In managing overdosage, consider the possibility of multiple drug involvement. The physician should consider contacting a poison control centre on the treatment of any overdose.
The recommended treatment dose is 75 mg per day, administered in two or three divided doses, taken with food. If the expected clinical improvement does not occur after a few weeks, a gradual dose increase to 150 mg/day may be considered. If needed, the dose may be further increased up to 225 mg/day. Increments of up to 75 mg/day should be
made at intervals of no less than 4 days. In outpatient settings there was no evidence of the usefulness of doses greater than 225 mg/day for moderately depressed patients. More severely depressed inpatients have responded to higher doses, between 350 and 375 mg/day, given in 3 divided doses.

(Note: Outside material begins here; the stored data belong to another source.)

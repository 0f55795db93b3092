use std::collections::HashMap;
use std::sync::Arc;

use async_trait::async_trait;
use erp_inventory::GodownId;
use erp_inventory::InventoryError;
use erp_inventory::InventoryService;
use erp_inventory::StockItemId;
use erp_receivables::PartyId;
use erp_receivables::ReceivablesError;
use erp_receivables::ReceivablesService;
use rust_decimal::Decimal;
use thiserror::Error;
use tokio::sync::RwLock;
use uuid::Uuid;

use crate::CompanyId;

pub type SalesOrderId = String;
pub type PurchaseOrderId = String;
pub type OrderLineId = String;

pub type OrdersResult<T> = Result<T, OrdersError>;

/// Stable error codes for order confirmation (spec §4.10, §6 "Orders").
#[derive(Debug, Error)]
pub enum OrdersError {
    #[error("sales order {0} not found")]
    SalesOrderNotFound(SalesOrderId),
    #[error("purchase order {0} not found")]
    PurchaseOrderNotFound(PurchaseOrderId),
    #[error("order {0} is not in DRAFT state")]
    NotDraft(String),
    #[error("order {0} has no lines")]
    NoLines(String),
    #[error("insufficient stock for item {item} in godown {godown}: requested {requested}, available {available}")]
    InsufficientStock {
        item: StockItemId,
        godown: GodownId,
        requested: Decimal,
        available: Decimal,
    },
    #[error(transparent)]
    Receivables(#[from] ReceivablesError),
    #[error(transparent)]
    Inventory(#[from] InventoryError),
    #[error("validation error: {0}")]
    Validation(String),
}

#[derive(Debug, Clone, Copy, PartialEq, Eq)]
pub enum OrderStatus {
    Draft,
    Confirmed,
    Invoiced,
    Cancelled,
}

#[derive(Debug, Clone, PartialEq, Eq)]
pub struct OrderLine {
    pub id: OrderLineId,
    pub item_id: StockItemId,
    pub quantity: Decimal,
    pub rate: Decimal,
}

impl OrderLine {
    #[must_use]
    pub fn amount(&self) -> Decimal {
        self.quantity * self.rate
    }
}

/// Sales and purchase orders share the `OrderLine` shape but are kept as two
/// distinct entities rather than one polymorphic `OrderItem` table (spec §9
/// design note names the discriminator-column approach as the alternative;
/// this crate picks separate structs instead since their confirm-time
/// side-effects — credit and stock checks for sales, none yet for purchase
/// — are not actually shared behavior).
#[derive(Debug, Clone, PartialEq, Eq)]
pub struct SalesOrder {
    pub id: SalesOrderId,
    pub company_id: CompanyId,
    pub party_id: PartyId,
    pub godown_id: GodownId,
    pub status: OrderStatus,
    pub lines: Vec<OrderLine>,
}

impl SalesOrder {
    #[must_use]
    pub fn total(&self) -> Decimal {
        self.lines.iter().map(OrderLine::amount).sum()
    }
}

/// Purchase orders carry no inventory or credit gate at confirm time: goods
/// receipt and supplier payment terms are out of this core's scope (spec
/// §4.6 "for a PURCHASE invoice, inventory is handled separately by
/// goods-receipt"), so this is deliberately a thinner sibling of
/// `SalesOrder`.
#[derive(Debug, Clone, PartialEq, Eq)]
pub struct PurchaseOrder {
    pub id: PurchaseOrderId,
    pub company_id: CompanyId,
    pub party_id: PartyId,
    pub status: OrderStatus,
    pub lines: Vec<OrderLine>,
}

impl PurchaseOrder {
    #[must_use]
    pub fn total(&self) -> Decimal {
        self.lines.iter().map(OrderLine::amount).sum()
    }
}

#[derive(Debug, Clone, PartialEq, Eq)]
pub struct CreateSalesOrderRequest {
    pub company_id: CompanyId,
    pub party_id: PartyId,
    pub godown_id: GodownId,
}

#[derive(Debug, Clone, PartialEq, Eq)]
pub struct CreatePurchaseOrderRequest {
    pub company_id: CompanyId,
    pub party_id: PartyId,
}

#[async_trait]
pub trait OrdersService: Send + Sync {
    async fn create_sales_order(&self, request: CreateSalesOrderRequest) -> OrdersResult<SalesOrder>;
    async fn add_sales_order_item(
        &self,
        order_id: &SalesOrderId,
        item_id: StockItemId,
        quantity: Decimal,
        rate: Decimal,
    ) -> OrdersResult<SalesOrder>;
    /// Runs credit control (`erp-receivables::check_credit_for_party`) and a
    /// stock availability check (`erp-inventory::get_balance`) before moving
    /// the order to `CONFIRMED` (spec §4.10, §6 "Orders").
    async fn confirm_sales_order(&self, order_id: &SalesOrderId) -> OrdersResult<SalesOrder>;
    async fn cancel_sales_order(&self, order_id: &SalesOrderId, reason: String) -> OrdersResult<SalesOrder>;
    async fn get_sales_order(&self, company_id: &CompanyId, order_id: &SalesOrderId) -> OrdersResult<SalesOrder>;
    /// Marks the order `INVOICED` once its invoice has posted (spec §4.6).
    async fn mark_sales_order_invoiced(&self, order_id: &SalesOrderId) -> OrdersResult<SalesOrder>;

    async fn create_purchase_order(&self, request: CreatePurchaseOrderRequest) -> OrdersResult<PurchaseOrder>;
    async fn add_purchase_order_item(
        &self,
        order_id: &PurchaseOrderId,
        item_id: StockItemId,
        quantity: Decimal,
        rate: Decimal,
    ) -> OrdersResult<PurchaseOrder>;
    async fn confirm_purchase_order(&self, order_id: &PurchaseOrderId) -> OrdersResult<PurchaseOrder>;
    async fn cancel_purchase_order(&self, order_id: &PurchaseOrderId, reason: String) -> OrdersResult<PurchaseOrder>;
    async fn get_purchase_order(
        &self,
        company_id: &CompanyId,
        order_id: &PurchaseOrderId,
    ) -> OrdersResult<PurchaseOrder>;
}

struct OrdersState {
    sales_orders: HashMap<SalesOrderId, SalesOrder>,
    purchase_orders: HashMap<PurchaseOrderId, PurchaseOrder>,
}

/// In-memory `OrdersService`. Confirm-time gates delegate to the real
/// receivables and inventory services rather than duplicating their logic.
pub struct InMemoryOrdersService {
    state: RwLock<OrdersState>,
    receivables: Arc<dyn ReceivablesService>,
    inventory: Arc<dyn InventoryService>,
}

impl InMemoryOrdersService {
    #[must_use]
    pub fn new(receivables: Arc<dyn ReceivablesService>, inventory: Arc<dyn InventoryService>) -> Self {
        Self {
            state: RwLock::new(OrdersState {
                sales_orders: HashMap::new(),
                purchase_orders: HashMap::new(),
            }),
            receivables,
            inventory,
        }
    }

    fn generate_id() -> String {
        Uuid::new_v4().to_string()
    }
}

#[async_trait]
impl OrdersService for InMemoryOrdersService {
    async fn create_sales_order(&self, request: CreateSalesOrderRequest) -> OrdersResult<SalesOrder> {
        let order = SalesOrder {
            id: Self::generate_id(),
            company_id: request.company_id,
            party_id: request.party_id,
            godown_id: request.godown_id,
            status: OrderStatus::Draft,
            lines: Vec::new(),
        };
        self.state
            .write()
            .await
            .sales_orders
            .insert(order.id.clone(), order.clone());
        Ok(order)
    }

    async fn add_sales_order_item(
        &self,
        order_id: &SalesOrderId,
        item_id: StockItemId,
        quantity: Decimal,
        rate: Decimal,
    ) -> OrdersResult<SalesOrder> {
        if quantity <= Decimal::ZERO {
            return Err(OrdersError::Validation("quantity must be positive".into()));
        }
        let mut guard = self.state.write().await;
        let order = guard
            .sales_orders
            .get_mut(order_id)
            .ok_or_else(|| OrdersError::SalesOrderNotFound(order_id.clone()))?;
        if order.status != OrderStatus::Draft {
            return Err(OrdersError::NotDraft(order_id.clone()));
        }
        order.lines.push(OrderLine {
            id: Self::generate_id(),
            item_id,
            quantity,
            rate,
        });
        Ok(order.clone())
    }

    async fn confirm_sales_order(&self, order_id: &SalesOrderId) -> OrdersResult<SalesOrder> {
        let (company_id, party_id, godown_id, total, lines) = {
            let guard = self.state.read().await;
            let order = guard
                .sales_orders
                .get(order_id)
                .ok_or_else(|| OrdersError::SalesOrderNotFound(order_id.clone()))?;
            if order.status != OrderStatus::Draft {
                return Err(OrdersError::NotDraft(order_id.clone()));
            }
            if order.lines.is_empty() {
                return Err(OrdersError::NoLines(order_id.clone()));
            }
            (
                order.company_id.clone(),
                order.party_id.clone(),
                order.godown_id.clone(),
                order.total(),
                order.lines.clone(),
            )
        };

        self.receivables
            .check_credit_for_party(&company_id, &party_id, total)
            .await?;

        for line in &lines {
            let balance = self
                .inventory
                .get_balance(&company_id, &line.item_id, &godown_id, None)
                .await?;
            if balance.quantity_on_hand < line.quantity {
                return Err(OrdersError::InsufficientStock {
                    item: line.item_id.clone(),
                    godown: godown_id.clone(),
                    requested: line.quantity,
                    available: balance.quantity_on_hand,
                });
            }
        }

        let mut guard = self.state.write().await;
        let order = guard
            .sales_orders
            .get_mut(order_id)
            .ok_or_else(|| OrdersError::SalesOrderNotFound(order_id.clone()))?;
        order.status = OrderStatus::Confirmed;
        Ok(order.clone())
    }

    async fn cancel_sales_order(&self, order_id: &SalesOrderId, _reason: String) -> OrdersResult<SalesOrder> {
        let mut guard = self.state.write().await;
        let order = guard
            .sales_orders
            .get_mut(order_id)
            .ok_or_else(|| OrdersError::SalesOrderNotFound(order_id.clone()))?;
        if order.status == OrderStatus::Invoiced {
            return Err(OrdersError::NotDraft(order_id.clone()));
        }
        order.status = OrderStatus::Cancelled;
        Ok(order.clone())
    }

    async fn get_sales_order(&self, company_id: &CompanyId, order_id: &SalesOrderId) -> OrdersResult<SalesOrder> {
        let guard = self.state.read().await;
        let order = guard
            .sales_orders
            .get(order_id)
            .ok_or_else(|| OrdersError::SalesOrderNotFound(order_id.clone()))?;
        if order.company_id != *company_id {
            return Err(OrdersError::SalesOrderNotFound(order_id.clone()));
        }
        Ok(order.clone())
    }

    async fn mark_sales_order_invoiced(&self, order_id: &SalesOrderId) -> OrdersResult<SalesOrder> {
        let mut guard = self.state.write().await;
        let order = guard
            .sales_orders
            .get_mut(order_id)
            .ok_or_else(|| OrdersError::SalesOrderNotFound(order_id.clone()))?;
        order.status = OrderStatus::Invoiced;
        Ok(order.clone())
    }

    async fn create_purchase_order(&self, request: CreatePurchaseOrderRequest) -> OrdersResult<PurchaseOrder> {
        let order = PurchaseOrder {
            id: Self::generate_id(),
            company_id: request.company_id,
            party_id: request.party_id,
            status: OrderStatus::Draft,
            lines: Vec::new(),
        };
        self.state
            .write()
            .await
            .purchase_orders
            .insert(order.id.clone(), order.clone());
        Ok(order)
    }

    async fn add_purchase_order_item(
        &self,
        order_id: &PurchaseOrderId,
        item_id: StockItemId,
        quantity: Decimal,
        rate: Decimal,
    ) -> OrdersResult<PurchaseOrder> {
        if quantity <= Decimal::ZERO {
            return Err(OrdersError::Validation("quantity must be positive".into()));
        }
        let mut guard = self.state.write().await;
        let order = guard
            .purchase_orders
            .get_mut(order_id)
            .ok_or_else(|| OrdersError::PurchaseOrderNotFound(order_id.clone()))?;
        if order.status != OrderStatus::Draft {
            return Err(OrdersError::NotDraft(order_id.clone()));
        }
        order.lines.push(OrderLine {
            id: Self::generate_id(),
            item_id,
            quantity,
            rate,
        });
        Ok(order.clone())
    }

    async fn confirm_purchase_order(&self, order_id: &PurchaseOrderId) -> OrdersResult<PurchaseOrder> {
        let mut guard = self.state.write().await;
        let order = guard
            .purchase_orders
            .get_mut(order_id)
            .ok_or_else(|| OrdersError::PurchaseOrderNotFound(order_id.clone()))?;
        if order.status != OrderStatus::Draft {
            return Err(OrdersError::NotDraft(order_id.clone()));
        }
        if order.lines.is_empty() {
            return Err(OrdersError::NoLines(order_id.clone()));
        }
        order.status = OrderStatus::Confirmed;
        Ok(order.clone())
    }

    async fn cancel_purchase_order(&self, order_id: &PurchaseOrderId, _reason: String) -> OrdersResult<PurchaseOrder> {
        let mut guard = self.state.write().await;
        let order = guard
            .purchase_orders
            .get_mut(order_id)
            .ok_or_else(|| OrdersError::PurchaseOrderNotFound(order_id.clone()))?;
        order.status = OrderStatus::Cancelled;
        Ok(order.clone())
    }

    async fn get_purchase_order(
        &self,
        company_id: &CompanyId,
        order_id: &PurchaseOrderId,
    ) -> OrdersResult<PurchaseOrder> {
        let guard = self.state.read().await;
        let order = guard
            .purchase_orders
            .get(order_id)
            .ok_or_else(|| OrdersError::PurchaseOrderNotFound(order_id.clone()))?;
        if order.company_id != *company_id {
            return Err(OrdersError::PurchaseOrderNotFound(order_id.clone()));
        }
        Ok(order.clone())
    }
}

The maximum dose recommended is 375 mg per day (in an inpatient setting).
Patients With Hepatic Impairment:
Given the decrease in clearance and increase in elimination half-life for both venlafaxine and ODV that is observed in patients with hepatic cirrhosis compared to normal subjects (see Pharmacology), it is recommended that the total daily dose be reduced by about 50% in patients with moderate hepatic impairment. Since there was much
individual variability in clearance between patients with cirrhosis, it may be necessary to reduce the dose even more than 50%, and individualization of dosing may be desirable in some patients.
Patients with Renal Impairment:
Given the decrease in clearance for venlafaxine and increase in elimination half-life for both venlafaxine and ODV that is observed in patients with renal impairment (GFR = 10 to 70 mL/min) compared to normals (see Pharmacology), it is recommended that the total daily dose be decreased by 25% in patients with mild to moderate renal
impairment. It is recommended that the total daily dose be reduced by 50% and the dose be withheld until the dialysis treatment is completed (4 hrs) in patients undergoing hemodialysis. Since there was so much individual variability in clearance between patients with renal impairment, individualization of dosing may be desirable in some
No dose adjustment is recommended for elderly patients on the basis of their age. As with any antidepressant, however, caution should be exercised in treating the elderly. When individualizing the dosage, extra care should be taken when increasing the dose.
When venlafaxine therapy that has been administered for more than 1 week is stopped, it is generally recommended that the dose be tapered gradually to minimize the risk of discontinuation symptoms. Patients who have received venlafaxine for 6 weeks or more should have their dose tapered gradually over a 2-week period.